By Steve Spencer

A revolution has been unfolding in the corridors of UAB, one that promises to reshape how we understand and treat disease. At the heart of this transformation stands the field of genomics where researchers are unlocking the secrets hidden within our DNA to bring hope to patients. Advances in the field are spurring a shift in medical thinking, moving from reactive treatment to predictive, personalized care.

“Genomic information can be used to help patients in a variety of diseases,” said Bruce Korf, MD, PhD, Professor Emeritus at UAB Genomics. “For instance, there are rare diseases that individually affect small numbers of people, while on the other hand, there are common conditions like diabetes and cancer, all of which have a genetic contribution.

“In the common disorders, the ability of genomics now to identify individuals who are at risk is rapidly improving to a point where we can imagine testing individuals who, at the point of testing, don’t have signs or symptoms, and we might see that their risk is increased and we would implement strategies to reduce that risk.”

Cancer, the second leading cause of death in American, is fundamentally a genetic condition. But the genesis of every cancer is the accumulation of genetic changes in the tissues that render those tissues exempt from normal controls on cell division. And categorizing the various genetic changes in these cancers is improving clinicians’ ability to customize treatment to the individual.

In the case of rare disorders, the contribution of genomics has been dramatic. For example, researchers have identified genetic modifiers that can affect the severity of sickle cell disease and are exploring the potential of gene editing therapies to correct the mutated gene in hematopoietic stem cells.

Likewise, genomics has made substantive improvements in autism spectrum disorder diagnosis. The field has witnessed a transformation from a time when establishing a diagnosis was possible in only 10 percent of cases to today’s reality where diagnostic rates exceed 30 percent.

“Now we have the ability to sequence the entire complement of genes, over 20,000,000 genes, and for that matter, all the DNA in the genome. And through that, we can identify genetic conditions that we previously didn’t even know existed,” Korf said.

The collaborative nature of modern genomic research has created unexpected connections across continents. Through systems like GeneMatcher, researchers can share findings globally, leading to remarkable discoveries about rare genetic conditions.

“We had an example of a genetic condition a while back now where we found something that was pretty obscure, put it into GeneMatcher,” Korf said. “Somebody in Germany turned out to have a very similar genetic change in the same gene. And when we compared their pictures, they looked so much alike that they could have been brothers. This kind of phenomenon is happening around the world.”

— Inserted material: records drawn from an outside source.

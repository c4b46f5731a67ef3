//! The per-function x86-64 JIT back end (spec.md §4.3-§4.5).

pub mod context;
pub mod emitter;
pub mod engine;
pub mod error;
pub mod stencils;
pub mod thunk;

pub use engine::{Assembler, JitEngine, SystemAssembler};
pub use error::{CompileError, EngineError, JitError, ThunkError};
pub use thunk::JitThunk;
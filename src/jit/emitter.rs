//! Translates one function's AST body into position-independent x86-64
//! assembly (spec.md §4.3). Grounded on
//! `examples/original_source/src/compile.py`, whose `JITEngine` class holds
//! the emitter described there — except that file's `compile_statement`
//! never actually lowers `ASTIfStatement`/`ASTWhileStatement` (both are
//! `NotImplementedError` stubs) and `compile_expression`'s `ASTBinaryOp`
//! case only dispatches `+ - * /`, never the six comparisons. This emitter
//! completes both, choosing top-tested `while` to match the interpreter
//! (spec.md §9).

use std::collections::HashMap;

use crate::ast::{Block, Expression, Statement, TypeNode};
use crate::environment::Environment;
use crate::value::{literal_to_i64, FunctionBody, FunctionValue, NativeOp, ReturnType, Type};

use super::context::{CompilationContext, LabelAllocator, Slot};
use super::error::{JitError, JitResult};

/// Compile-time name -> stack-slot mapping for one function's body. A stack
/// of frames rather than a parent-linked tree: every `if`/`else` branch
/// pushes a fresh frame and pops it on exit, `while`'s body reuses the
/// enclosing frame (same-environment semantics, matching the interpreter).
struct JitScope {
    frames: Vec<HashMap<String, Slot>>,
}

impl JitScope {
    fn new() -> Self {
        JitScope {
            frames: vec![HashMap::new()],
        }
    }

    fn push(&mut self) {
        self.frames.push(HashMap::new());
    }

    fn pop(&mut self) {
        self.frames.pop();
    }

    fn bind(&mut self, name: String, slot: Slot) {
        self.frames.last_mut().expect("at least one frame").insert(name, slot);
    }

    fn lookup(&self, name: &str) -> Option<Slot> {
        self.frames.iter().rev().find_map(|f| f.get(name).copied())
    }
}

fn literal_to_i64_checked(n: i128) -> JitResult<i64> {
    let min = -(1i128 << 63);
    let max = 1i128 << 64;
    if n <= min || n >= max {
        Err(JitError::ImmediateOutOfRange(n))
    } else {
        Ok(literal_to_i64(n))
    }
}

fn resolve_jit_type(ty: &TypeNode) -> JitResult<()> {
    match ty {
        TypeNode::Type(name) if name == "int" => Ok(()),
        other => Err(JitError::NotImplemented(format!(
            "jit only supports 'int' locals, got {other:?}"
        ))),
    }
}

/// Looks `name` up in the function's *declaration-time* environment and,
/// if it's bound to a native builtin, returns the fixed stencil label the
/// JIT should `call`. User-defined functions never have a stencil label:
/// calling one from jitted code is not implemented (matching
/// `compile.py::compile_function_call`'s `NotImplementedError` for any
/// non-builtin-string callee, which is why recursive functions always fall
/// back to the interpreter).
fn resolve_stencil_label(name: &str, env: &Environment) -> Option<&'static str> {
    match env.get(name) {
        Ok(crate::value::Value::Function(f)) => match &f.body {
            FunctionBody::Native(op) => op.stencil_label(),
            FunctionBody::User(_) => None,
        },
        _ => None,
    }
}

pub fn compile_function(
    func: &FunctionValue,
    decl_env: &Environment,
    label: &str,
    labels: &mut LabelAllocator,
) -> JitResult<String> {
    let block = match &func.body {
        FunctionBody::User(b) => b,
        FunctionBody::Native(_) => {
            return Err(JitError::NotImplemented(
                "builtins are linked directly, not compiled through the emitter".into(),
            ))
        }
    };

    if !matches!(func.return_type, ReturnType::Value(Type::Int)) {
        return Err(JitError::NotImplemented(
            "only int-returning functions are jit-compilable".into(),
        ));
    }

    let mut ctx = CompilationContext::new(label.to_string());
    let mut scope = JitScope::new();
    ctx.emit_prologue();

    for (i, (name, ty)) in func.params.iter().enumerate() {
        if *ty != Type::Int {
            return Err(JitError::NotImplemented(format!(
                "parameter '{name}' has non-int type, only int is jit-compilable"
            )));
        }
        let slot = ctx.alloc_slot();
        match CompilationContext::arg_register(i) {
            Some(reg) => ctx.emit(format!("movq {reg}, {}", slot.operand())),
            None => {
                let caller_offset = 16 + 8 * (i as i32 - 6);
                ctx.emit(format!("movq {caller_offset}(%rbp), %rax"));
                ctx.store_rax(slot);
            }
        }
        scope.bind(name.clone(), slot);
    }

    compile_block(block, decl_env, &mut ctx, &mut scope, labels)?;
    ctx.emit_epilogue();
    Ok(ctx.render())
}

fn compile_block(
    block: &Block,
    env: &Environment,
    ctx: &mut CompilationContext,
    scope: &mut JitScope,
    labels: &mut LabelAllocator,
) -> JitResult<()> {
    if block.0.is_empty() {
        return Err(JitError::NotImplemented("empty block has no value".into()));
    }
    for stmt in &block.0 {
        compile_statement(stmt, env, ctx, scope, labels)?;
    }
    Ok(())
}

fn compile_statement(
    stmt: &Statement,
    env: &Environment,
    ctx: &mut CompilationContext,
    scope: &mut JitScope,
    labels: &mut LabelAllocator,
) -> JitResult<()> {
    match stmt {
        Statement::Expression(e) => compile_expression(e, env, ctx, scope, labels),

        Statement::VarDeclaration { name, ty, init } => {
            resolve_jit_type(ty)?;
            match init {
                Some(e) => compile_expression(e, env, ctx, scope, labels)?,
                None => ctx.emit("xor %rax, %rax"),
            }
            // The slot is only bound *after* the initializer is compiled,
            // so the initializer can never observe its own (uninitialized)
            // slot — the "safer" option from spec.md §9.
            let slot = ctx.alloc_slot();
            ctx.store_rax(slot);
            scope.bind(name.clone(), slot);
            Ok(())
        }

        Statement::Assignment { lvalue, rvalue } => {
            let name = match lvalue {
                Expression::Identifier(name) => name,
                _ => {
                    return Err(JitError::NotImplemented(
                        "assigning to a non-identifier lvalue".into(),
                    ))
                }
            };
            compile_expression(rvalue, env, ctx, scope, labels)?;
            let slot = scope.lookup(name).ok_or_else(|| {
                JitError::NotImplemented(format!("assignment to unknown local '{name}'"))
            })?;
            ctx.store_rax(slot);
            Ok(())
        }

        Statement::If {
            cond,
            then_branch,
            else_branch,
        } => {
            let end_label = labels.next("end_if");
            compile_expression(cond, env, ctx, scope, labels)?;
            ctx.emit("cmpq $0, %rax");
            // Only one arm runs at runtime, so each arm's locally-allocated
            // slots must be released (both the emitted `%rsp` adjustment and
            // the compile-time `stack_size` counter) before the join point -
            // otherwise an arm that declares fewer locals than its sibling
            // leaves `%rsp` and the compile-time slot offsets disagreeing
            // for everything lowered after the `if`.
            match else_branch {
                Some(else_block) => {
                    let false_label = labels.next("if_false");
                    ctx.emit(format!("je {false_label}"));
                    let mark = ctx.stack_mark();
                    scope.push();
                    compile_block(then_branch, env, ctx, scope, labels)?;
                    scope.pop();
                    ctx.release_to(mark);
                    ctx.emit(format!("jmp {end_label}"));
                    ctx.emit(format!("{false_label}:"));
                    scope.push();
                    compile_block(else_block, env, ctx, scope, labels)?;
                    scope.pop();
                    ctx.release_to(mark);
                }
                None => {
                    ctx.emit(format!("je {end_label}"));
                    let mark = ctx.stack_mark();
                    scope.push();
                    compile_block(then_branch, env, ctx, scope, labels)?;
                    scope.pop();
                    ctx.release_to(mark);
                }
            }
            ctx.emit(format!("{end_label}:"));
            Ok(())
        }

        Statement::While { cond, body } => {
            let cond_label = labels.next("while_cond");
            let end_label = labels.next("while_end");
            ctx.emit(format!("{cond_label}:"));
            compile_expression(cond, env, ctx, scope, labels)?;
            ctx.emit("cmpq $0, %rax");
            ctx.emit(format!("je {end_label}"));
            // Same scope as the enclosing block: a `let` inside the loop
            // body re-shadows on every iteration, matching the interpreter.
            compile_block(body, env, ctx, scope, labels)?;
            ctx.emit(format!("jmp {cond_label}"));
            ctx.emit(format!("{end_label}:"));
            Ok(())
        }

        Statement::NamedBlock { .. } => Err(JitError::NotImplemented(
            "named blocks are not jit-compilable".into(),
        )),
    }
}

fn compile_expression(
    expr: &Expression,
    env: &Environment,
    ctx: &mut CompilationContext,
    scope: &mut JitScope,
    labels: &mut LabelAllocator,
) -> JitResult<()> {
    match expr {
        Expression::Number(n) => {
            let v = literal_to_i64_checked(*n)?;
            ctx.emit(format!("movq ${v}, %rax"));
            Ok(())
        }

        Expression::Identifier(name) => {
            let slot = scope.lookup(name).ok_or_else(|| {
                JitError::NotImplemented(format!(
                    "identifier '{name}' is not available in jit scope"
                ))
            })?;
            ctx.load_to_rax(slot);
            Ok(())
        }

        Expression::BinaryOp { left, op, right } => {
            let label = resolve_stencil_label(op, env)
                .ok_or_else(|| JitError::NotImplemented(format!("operator '{op}' has no jit stencil")))?;
            compile_builtin_call(label, &[left.as_ref(), right.as_ref()], env, ctx, scope, labels)
        }

        Expression::FunctionCall { name, args } => {
            let label = resolve_stencil_label(name, env).ok_or_else(|| {
                JitError::NotImplemented(format!(
                    "calling user-defined function '{name}' from jit is not supported"
                ))
            })?;
            let arg_refs: Vec<&Expression> = args.iter().collect();
            compile_builtin_call(label, &arg_refs, env, ctx, scope, labels)
        }

        Expression::FunctionDeclare { .. } => Err(JitError::NotImplemented(
            "nested function declarations are not jit-compilable".into(),
        )),

        Expression::StructValue { .. } => Err(JitError::NotImplemented(
            "struct values are interpreter-only".into(),
        )),

        Expression::FieldLookup { .. } => Err(JitError::NotImplemented(
            "field lookup is interpreter-only".into(),
        )),
    }
}

/// Compiles `label(args...)`, a call to a two-register built-in stencil or
/// (in principle) any fixed-label callee that takes up to six integer
/// arguments.
///
/// Every argument is evaluated first, each result pushed onto the stack
/// right after it is computed, and only once all arguments are evaluated
/// are they popped into their ABI registers (in reverse order, since the
/// stack is LIFO). An argument expression can itself be a nested call
/// (e.g. the `2 * n` in `1 + 2 * n`) that needs the very same argument
/// registers for its own call — moving each result into its register
/// immediately, before later arguments are evaluated, would let that
/// nested call clobber an earlier argument still waiting in `%rdi`/`%rsi`.
/// Routing every argument through the stack first avoids that.
fn compile_builtin_call(
    label: &str,
    args: &[&Expression],
    env: &Environment,
    ctx: &mut CompilationContext,
    scope: &mut JitScope,
    labels: &mut LabelAllocator,
) -> JitResult<()> {
    if args.len() > 6 {
        return Err(JitError::NotImplemented(
            "more than six call arguments are not jit-compilable".into(),
        ));
    }
    for arg in args {
        compile_expression(arg, env, ctx, scope, labels)?;
        ctx.emit("push %rax");
    }
    for i in (0..args.len()).rev() {
        let reg = CompilationContext::arg_register(i).expect("arity checked above");
        ctx.emit(format!("pop {reg}"));
    }
    ctx.emit(format!("call {label}"));
    Ok(())
}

The practical applications of genomics extend beyond diagnosis to treatment and prevention. The state-supported Alabama Genomic Health Initiative identifies individuals at risk for various cancers and heart diseases, enabling intervention strategies that can prevent disease development or catch it in its earliest, most treatable stages.

“With cancer, as we categorize the different genetic changes that are driving a tumor, it reveals instances where there are drugs that you wouldn’t have thought of using that actually can make a huge difference in treating that cancer. And this is pervading all areas of medicine,” Korf said.

UAB is making an effort to expand personalized medicine, and genomics is a big part of that. “Dr. Nita Limdi, who manages the Alabama Genomic Health Initiative, has worked with her staff to do a pharmacogenetic analysis to identify genes that influence the way individuals metabolize drugs. They want to identify instances where you can avoid side effects and maximize the likelihood of benefit by matching the individual’s genetic profile to the medications they need to be on. She’s also involved in a National Institutes of Health program to test the ability to do genetic analysis to identify individuals at risk for a variety of common disorders and incorporate that into primary care,” Korf said.

The challenge ahead lies not in the technology itself, but in seamlessly incorporating these powerful tools into everyday medical practice. Most physicians today were trained before the genomic era, creating an educational gap that the medical community is working to bridge.

“As the use of these approaches increases over the coming decade, I think they will get blended into the fabric of day-to-day medical practice,” Korf said. “Medical providers will need to know when to use it and how it can influence decision-making. Our goal now is to make its integration as seamless as possible into the workflow of health care.”

As genomic medicine continues its rapid evolution, the ultimate goal remains clear: transforming the wealth of genetic information into better health outcomes for patients, one DNA sequence at a time.